Arizona Football

Former Sunnyside Standout Ted “T.J.” Rodriguez Jr. On Going from Walk-On at Arizona to Gaining Respect from Dick Tomey: “Coaching Always About People First”

EDITOR NOTE: Ted “T.J.” Rodriguez wrote the following account about his experience being part of the Arizona program under the late Dick Tomey, who yesterday had the practice fields on campus named in his honor. Rodriguez is now an assistant principal at Gallego Fine Arts Intermediate School within the Sunnyside School District.

I had the pleasure of playing for Coach Tomey from 1994-1998 at the University of Arizona. I met Coach Tomey during my senior year while attending Sunnyside High School. Although he was small in stature, he was larger than life to me. Being a local Tucsonan, Coach Tomey was a celebrity. He never made any promises to me other than he would give me an opportunity to walk-on if I chose to attend the U of A. As a five-foot nothing, Mexican-American kid from the south-side of Tucson, that’s all I wanted, an opportunity.
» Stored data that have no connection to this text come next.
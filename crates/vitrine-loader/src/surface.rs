//! Render targets.

use std::collections::BTreeMap;

/// A document holding named containers.
///
/// All mutation goes through [`Surface::replace`] and [`Surface::attach_script`].
pub trait Surface {
    fn has_container(&self, id: &str) -> bool;

    fn container_html(&self, id: &str) -> Option<&str>;

    /// Replace the whole content of container `id`. Returns false if it does not exist.
    fn replace(&mut self, id: &str, html: String) -> bool;

    /// Add a client-side script to run once the page is live. Identical scripts attach once.
    fn attach_script(&mut self, script: String);
}

/// In-memory surface.
#[derive(Debug, Clone, Default, PartialEq, Eq)]
pub struct Page {
    containers: BTreeMap<String, String>,
    scripts: Vec<String>,
}

impl Page {
    pub fn new() -> Self {
        Self::default()
    }

    /// Declare a container with initial content.
    pub fn with_container(mut self, id: impl Into<String>, html: impl Into<String>) -> Self {
        self.containers.insert(id.into(), html.into());
        self
    }

    pub fn scripts(&self) -> &[String] {
        &self.scripts
    }

    /// Container content, or an empty string if it does not exist.
    pub fn content(&self, id: &str) -> &str {
        self.container_html(id).unwrap_or_default()
    }
}

impl Surface for Page {
    fn has_container(&self, id: &str) -> bool {
        self.containers.contains_key(id)
    }

    fn container_html(&self, id: &str) -> Option<&str> {
        self.containers.get(id).map(String::as_str)
    }

    fn replace(&mut self, id: &str, html: String) -> bool {
        match self.containers.get_mut(id) {
            Some(content) => {
                *content = html;
                true
            }
            None => false,
        }
    }

    fn attach_script(&mut self, script: String) {
        if !self.scripts.contains(&script) {
            self.scripts.push(script);
        }
    }
}

#[cfg(test)]
mod tests {
    use super::*;

    #[test]
    fn test_replace_existing_only() {
        let mut page = Page::new().with_container("a", "old");
        assert!(page.replace("a", "new".to_string()));
        assert_eq!(page.content("a"), "new");
        assert!(!page.replace("b", "x".to_string()));
        assert!(!page.has_container("b"));
        assert_eq!(page.content("b"), "");
    }

    #[test]
    fn test_scripts_attach_once() {
        let mut page = Page::new();
        page.attach_script("<script>a</script>".to_string());
        page.attach_script("<script>a</script>".to_string());
        assert_eq!(page.scripts().len(), 1);
    }
}
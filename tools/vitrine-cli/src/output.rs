//! Terminal output for the CLI.

use console::{style, StyledObject};
use indicatif::{ProgressBar, ProgressStyle};
use serde::Serialize;
use vitrine_sdk::prelude::LifecyclePhase;

#[derive(Debug, Clone, Copy, PartialEq, Eq)]
enum Mode {
    Plain,
    Verbose,
    /// Only machine-readable documents go to stdout.
    Json,
}

/// Routes CLI messages according to the global `--verbose` and `--json` flags.
#[derive(Clone)]
pub struct Output {
    mode: Mode,
}

impl Output {
    pub fn new(verbose: bool, json: bool) -> Self {
        let mode = match (verbose, json) {
            (_, true) => Mode::Json,
            (true, false) => Mode::Verbose,
            (false, false) => Mode::Plain,
        };
        Self { mode }
    }

    fn human(&self) -> bool {
        self.mode != Mode::Json
    }

    fn stdout_line(&self, marker: StyledObject<&str>, msg: &str) {
        if self.human() {
            println!("{} {}", marker, msg);
        }
    }

    pub fn info(&self, msg: &str) {
        self.stdout_line(style("ℹ").blue(), msg);
    }

    pub fn success(&self, msg: &str) {
        self.stdout_line(style("✓").green(), msg);
    }

    pub fn warn(&self, msg: &str) {
        if self.human() {
            eprintln!("{} {}", style("⚠").yellow(), msg);
        }
    }

    /// Errors are always shown, as a JSON object in JSON mode.
    pub fn error(&self, msg: &str) {
        match self.mode {
            Mode::Json => eprintln!("{}", serde_json::json!({ "error": msg })),
            Mode::Plain | Mode::Verbose => {
                eprintln!("{} {}", style("✗").red(), style(msg).red())
            }
        }
    }

    pub fn debug(&self, msg: &str) {
        if self.mode == Mode::Verbose {
            eprintln!("{} {}", style("→").dim(), style(msg).dim());
        }
    }

    pub fn header(&self, msg: &str) {
        if self.human() {
            println!("\n{}", style(msg).bold().underlined());
        }
    }

    pub fn kv(&self, key: &str, value: &str) {
        if self.human() {
            println!("  {}: {}", style(key).dim(), value);
        }
    }

    /// How a category load settled, e.g. `categories: committed (4 cards)`.
    pub fn phase(&self, phase: &LifecyclePhase, cards: usize) {
        if self.human() {
            println!(
                "  {}: {} ({} cards)",
                style("categories").dim(),
                phase_badge(phase),
                cards
            );
        }
    }

    pub fn json<T: Serialize>(&self, value: &T) {
        if let Ok(json) = serde_json::to_string_pretty(value) {
            println!("{}", json);
        }
    }

    /// Spinner while the category document is fetched. Hidden in JSON mode.
    pub fn spinner(&self, msg: &str) -> ProgressBar {
        if !self.human() {
            return ProgressBar::hidden();
        }

        let pb = ProgressBar::new_spinner();
        if let Ok(template) = ProgressStyle::default_spinner().template("{spinner:.green} {msg}") {
            pb.set_style(template);
        }
        pb.set_message(msg.to_string());
        pb.enable_steady_tick(std::time::Duration::from_millis(100));
        pb
    }

    pub fn is_verbose(&self) -> bool {
        self.mode == Mode::Verbose
    }

    pub fn is_json(&self) -> bool {
        self.mode == Mode::Json
    }
}

/// Colored phase name.
pub fn phase_badge(phase: &LifecyclePhase) -> String {
    let name = phase.name();
    match phase {
        LifecyclePhase::Committed => style(name).green().to_string(),
        LifecyclePhase::Skipped | LifecyclePhase::Superseded => style(name).yellow().to_string(),
        LifecyclePhase::Failed(_) => style(name).red().to_string(),
        LifecyclePhase::Start | LifecyclePhase::Fetched => name.to_string(),
    }
}

/// Human-readable size of a rendered page.
pub fn format_bytes(bytes: u64) -> String {
    const KB: u64 = 1024;
    const MB: u64 = KB * 1024;

    match bytes {
        b if b >= MB => format!("{:.2} MB", b as f64 / MB as f64),
        b if b >= KB => format!("{:.2} KB", b as f64 / KB as f64),
        b => format!("{} B", b),
    }
}

#[cfg(test)]
mod tests {
    use super::*;

    #[test]
    fn test_format_bytes() {
        assert_eq!(format_bytes(512), "512 B");
        assert_eq!(format_bytes(2048), "2.00 KB");
        assert_eq!(format_bytes(3 * 1024 * 1024), "3.00 MB");
    }

    #[test]
    fn test_json_mode_wins_over_verbose() {
        let output = Output::new(true, true);
        assert!(output.is_json());
        assert!(!output.is_verbose());
        assert!(Output::new(true, false).is_verbose());
    }

    #[test]
    fn test_phase_badge_keeps_name() {
        assert!(phase_badge(&LifecyclePhase::Committed).contains("committed"));
        assert!(phase_badge(&LifecyclePhase::Failed("x".into())).contains("failed"));
    }
}
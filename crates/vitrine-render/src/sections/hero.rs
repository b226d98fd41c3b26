//! Hero section.

use vitrine_core::SiteInfo;

use crate::escape::escape_html;

pub fn render_hero(site: &SiteInfo) -> String {
    format!(
        r##"<section class="hero" id="home" data-section="hero">
    <div class="hero-text">
        <h1>{name}</h1>
        <p>{tagline}</p>
        <a href="#categories" class="btn btn-primary">Explore Collections</a>
    </div>
</section>"##,
        name = escape_html(&site.name),
        tagline = escape_html(&site.tagline)
    )
}
//! Page shell.

use crate::escape::escape_html;

/// Head content for the shell.
#[derive(Debug, Clone, Default)]
pub struct HeadContent {
    pub title: Option<String>,
    /// `(name, content)` meta tags.
    pub meta: Vec<(String, String)>,
    /// Pre-rendered link and style tags.
    pub links: Vec<String>,
}

impl HeadContent {
    pub fn new(title: impl Into<String>) -> Self {
        Self {
            title: Some(title.into()),
            ..Default::default()
        }
    }

    pub fn with_meta(mut self, name: &str, content: &str) -> Self {
        self.meta.push((name.to_string(), content.to_string()));
        self
    }

    pub fn with_stylesheet(mut self, href: &str) -> Self {
        self.links.push(format!(
            r#"<link rel="stylesheet" href="{}">"#,
            escape_html(href)
        ));
        self
    }

    /// Add inline CSS. Not escaped.
    pub fn with_style(mut self, css: &str) -> Self {
        self.links.push(format!("<style>{}</style>", css));
        self
    }

    pub fn render(&self) -> String {
        let mut html = String::from("<meta charset=\"utf-8\">\n");

        if let Some(title) = &self.title {
            html.push_str(&format!("<title>{}</title>\n", escape_html(title)));
        }

        for (name, content) in &self.meta {
            html.push_str(&format!(
                r#"<meta name="{}" content="{}">"#,
                escape_html(name),
                escape_html(content)
            ));
            html.push('\n');
        }

        for link in &self.links {
            html.push_str(link);
            html.push('\n');
        }

        html
    }
}

/// Document wrapper around the page sections.
#[derive(Debug, Clone)]
pub struct Shell {
    pub lang: String,
    pub head: HeadContent,
    /// HTML after `<body>` and before the sections.
    pub body_start: String,
    /// HTML after the sections, before `</body>`.
    pub body_end: String,
}

impl Shell {
    pub fn new(head: HeadContent) -> Self {
        Self {
            lang: "en".to_string(),
            head,
            body_start: "<main>\n".to_string(),
            body_end: "</main>\n".to_string(),
        }
    }

    /// Everything up to the first section.
    pub fn render_opening(&self) -> String {
        format!(
            "<!DOCTYPE html>\n<html lang=\"{}\">\n<head>\n{}</head>\n<body>\n{}",
            escape_html(&self.lang),
            self.head.render(),
            self.body_start
        )
    }

    /// Everything after the last section.
    pub fn render_closing(&self) -> String {
        format!("{}</body>\n</html>\n", self.body_end)
    }
}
T.J. Rodriguez surrounded by former Arizona Wildcats at yesterday’s dedication of the naming of the practice fields after Dick Tomey (Rodriguez photo)

My first day of college life included me trying to figure out where to park, how to traverse the large campus to make it to my classes on time, and trying to walk-on to the Arizona Wildcats Football team as a place-kicker. Day one, that was my opportunity. Coach Tomey and Coach Rich Ellerson gave me what I wanted, a chance.

I made the most of that moment and demonstrated enough skill, grit, and potential to become a Wildcat. As many of my fellow teammates mentioned during the unveiling of the “Dick Tomey Practice Fields”, Coach Tomey treated his scholarship guys and his walk-ons all the same. Once you were one of his guys it did not matter, you were family. And this was true once we graduated, moved on from the University, and became men. Any time I would see Coach Tomey through the years he would ask about my children, my parents, and my career. He would tell me about his family and the grandkids and how excited he was for the upcoming little league season or a trip to Hawaii. To Coach Tomey, coaching was always about the people first.

Photos of T.J. Rodriguez and his brother Orlando, both of whom were part of the Arizona Wildcats’ program, along with their dad (Rodriguez photo)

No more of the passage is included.